↓↓↓
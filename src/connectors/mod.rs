use async_trait::async_trait;
use serde::Serialize;

use crate::error::MailError;

pub mod gmail_api;
pub mod retry;

pub use gmail_api::GmailApiClient;

pub const UNREAD_LABEL: &str = "UNREAD";
pub const INBOX_LABEL: &str = "INBOX";

/// One page of a messages.list response.
#[derive(Debug, Clone, Default, PartialEq, Eq)]
pub struct MessagePage {
    pub ids: Vec<String>,
    pub next_page_token: Option<String>,
    pub result_size_estimate: Option<u64>,
}

#[derive(Debug, Clone, PartialEq, Eq)]
pub struct MessageHeader {
    pub name: String,
    pub value: String,
}

/// Header metadata of a single message.
#[derive(Debug, Clone, PartialEq, Eq)]
pub struct MessageDetail {
    pub id: String,
    pub headers: Vec<MessageHeader>,
}

impl MessageDetail {
    /// First header with the exact name, matching the service's casing.
    pub fn header(&self, name: &str) -> Option<&str> {
        self.headers
            .iter()
            .find(|header| header.name == name)
            .map(|header| header.value.as_str())
    }
}

#[derive(Debug, Clone, PartialEq, Eq, Serialize)]
pub struct Label {
    pub id: String,
    pub name: String,
}

/// The remote calls the bulk drivers and search are built on.
///
/// Implementations are called strictly sequentially.
#[async_trait(?Send)]
pub trait MailboxApi {
    async fn list_messages(
        &self,
        query: &str,
        page_token: Option<&str>,
        max_results: usize,
    ) -> Result<MessagePage, MailError>;

    async fn get_message(&self, id: &str) -> Result<MessageDetail, MailError>;

    async fn batch_delete(&self, ids: &[String]) -> Result<(), MailError>;

    async fn batch_modify(
        &self,
        ids: &[String],
        add_label_ids: &[String],
        remove_label_ids: &[String],
    ) -> Result<(), MailError>;

    async fn list_labels(&self) -> Result<Vec<Label>, MailError>;

    async fn create_label(&self, name: &str) -> Result<Label, MailError>;
}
↑↑↑
◆ **Task details**: Take the entries above and return only the lines from the one with "header.name == name)" to the one with "called strictly sequentially.", both included, unchanged.

◆ **Response to this task**:
            .find(|header| header.name == name)
            .map(|header| header.value.as_str())
    }
}

#[derive(Debug, Clone, PartialEq, Eq, Serialize)]
pub struct Label {
    pub id: String,
    pub name: String,
}

/// The remote calls the bulk drivers and search are built on.
///
/// Implementations are called strictly sequentially.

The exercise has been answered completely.